Title: Chemical Composition of DDGS Author
Submitted to: CRC Press
Publication Type: Book / Chapter
Publication Acceptance Date: January 15, 2011
Publication Date: July 25, 2011
Repository URL: http://riley.nal.usda.gov/nal_web/digi/submission.html
Citation: Liu, K. 2011. Chemical Composition of DDGS. Ch.8, in "Distillers Grains: Production, Properties, and Utilization", Liu, K.S., and Rosentrater, K.A. Eds., pp 143-178, CRC Press, Baca Raton, FL Interpretive Summary: Dry grind method represents the majority of fuel ethanol processing in the U.S., and all newly constructed ethanol plants employ some variation on the basic dry-grind process because such plants can be built at a smaller scale for a smaller investment. Although DDGS has been in the market for a century, its surge in global supply in recent years has stimulated many new investigations into this important coproduct of biofuel production. In particular, chemical composition of DDGS has been a great interest to researchers in animal science, ethanol producers, and traders in feed industry. This chapter (Chapter 8) focuses on major and minor nutrients in DDGS in terms of concentrations (quantity), composition (quality), changes during the entire dry grind process, and the underlying causes for high compositional variation of DDGS. Additional topics, including particle size of DDGS, its relationship with chemical composition, and wet fractionation of DDGS, are also discussed.

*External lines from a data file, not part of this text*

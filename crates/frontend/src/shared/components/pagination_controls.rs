//! Reusable pagination bar: first/prev, a numbered window with ellipses,
//! next/last and a page-size selector.

use crate::shared::icons::icon;
use crate::shared::list_utils::{page_window, PageItem};
use leptos::prelude::*;

#[component]
pub fn PaginationControls(
    /// Current page (0-indexed)
    #[prop(into)]
    current_page: Signal<usize>,

    /// Total number of pages
    #[prop(into)]
    total_pages: Signal<usize>,

    /// Total count of items
    #[prop(into)]
    total_count: Signal<usize>,

    /// Current page size
    #[prop(into)]
    page_size: Signal<usize>,

    /// Callback when page changes
    on_page_change: Callback<usize>,

    /// Callback when page size changes
    on_page_size_change: Callback<usize>,

    /// Available page size options (defaults to [5, 10, 20, 50])
    #[prop(optional)]
    page_size_options: Option<Vec<usize>>,
) -> impl IntoView {
    let page_size_opts = page_size_options.unwrap_or_else(|| vec![5, 10, 20, 50]);

    view! {
        <div class="pagination-controls">
            <button
                class="pagination-btn"
                on:click=move |_| on_page_change.run(0)
                disabled=move || current_page.get() == 0
                title="Primera página"
            >
                {icon("chevrons-left")}
            </button>
            <button
                class="pagination-btn"
                on:click=move |_| {
                    let page = current_page.get();
                    if page > 0 {
                        on_page_change.run(page - 1);
                    }
                }
                disabled=move || current_page.get() == 0
                title="Página anterior"
            >
                {icon("chevron-left")}
            </button>

            {move || {
                let current = current_page.get();
                let total = total_pages.get();
                page_window(current, total)
                    .into_iter()
                    .map(|item| match item {
                        PageItem::Page(page) => {
                            view! {
                                <button
                                    class="pagination-btn pagination-btn--number"
                                    class:active=move || page == current
                                    on:click=move |_| on_page_change.run(page)
                                >
                                    {(page + 1).to_string()}
                                </button>
                            }
                                .into_any()
                        }
                        PageItem::Ellipsis => {
                            view! { <span class="pagination-ellipsis">"…"</span> }.into_any()
                        }
                    })
                    .collect_view()
            }}

            <button
                class="pagination-btn"
                on:click=move |_| {
                    let page = current_page.get();
                    let total = total_pages.get();
                    if page + 1 < total {
                        on_page_change.run(page + 1);
                    }
                }
                disabled=move || {
                    let page = current_page.get();
                    let total = total_pages.get();
                    page + 1 >= total
                }
                title="Página siguiente"
            >
                {icon("chevron-right")}
            </button>
            <button
                class="pagination-btn"
                on:click=move |_| {
                    let total = total_pages.get();
                    if total > 0 {
                        on_page_change.run(total - 1);
                    }
                }
                disabled=move || {
                    let page = current_page.get();
                    let total = total_pages.get();
                    page + 1 >= total
                }
                title="Última página"
            >
                {icon("chevrons-right")}
            </button>

            <span class="pagination-info">
                {move || format!("{} registros", total_count.get())}
            </span>

            <select
                class="page-size-select"
                on:change=move |ev| {
                    let val = event_target_value(&ev).parse().unwrap_or(10);
                    on_page_size_change.run(val);
                }
                prop:value=move || page_size.get().to_string()
            >
                {page_size_opts
                    .iter()
                    .map(|&size| {
                        view! {
                            <option value=size.to_string() selected=move || page_size.get() == size>
                                {size.to_string()}
                            </option>
                        }
                    })
                    .collect_view()}
            </select>
        </div>
    }
}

It is hoped that information provided in this chapter will help us better understand the dry-grind process, and develop strategies to control the compositional variation in DDGS. This chapter is an integral part of the book, Distillers Grains: Production, Properties and Utilization, (2011, by CRC Press, Baca Raton, FL), which brings together cutting edge information on many aspects of DDGS. More information can be found at the publisher’s website: http://www.crcpress.com/product/isbn/9781439817254
Technical Abstract: During processing, starch is converted to glucose and then to ethanol and carbon dioxide. Most other components are relatively unchanged but concentrated in DDGS about 3-fold over the original feedstock. Higher fold of increase in S, Na, and Ca, are mostly due to exogenous addition during processing, while unusual change in inorganic phosphorus (P) and phytate P indicates phytate hydrolysis by yeast phytase. Fermentation causes major changes, but other processing steps are also responsible. Although DDGS is nutritious as a livestock feed ingredient, or even for aquafeed and pet food, one key challenge for using DDGS as a feed ingredient is its large variation in nutrient levels as compared to some other feed ingredients, such as soy meal. The causes for varying DDGS composition are multiple, including differences in feedstock species and composition, process methods and parameters, the amount of condensed solubles added to distiller wet grains, the effect of fermentation yeast, and analytical methodology. Most of them can be attributed to complexity of the dry-grind process itself. For better utilization of DDGS, both suppliers and end users need better understand factors that cause variation and develop strategies to decrease it.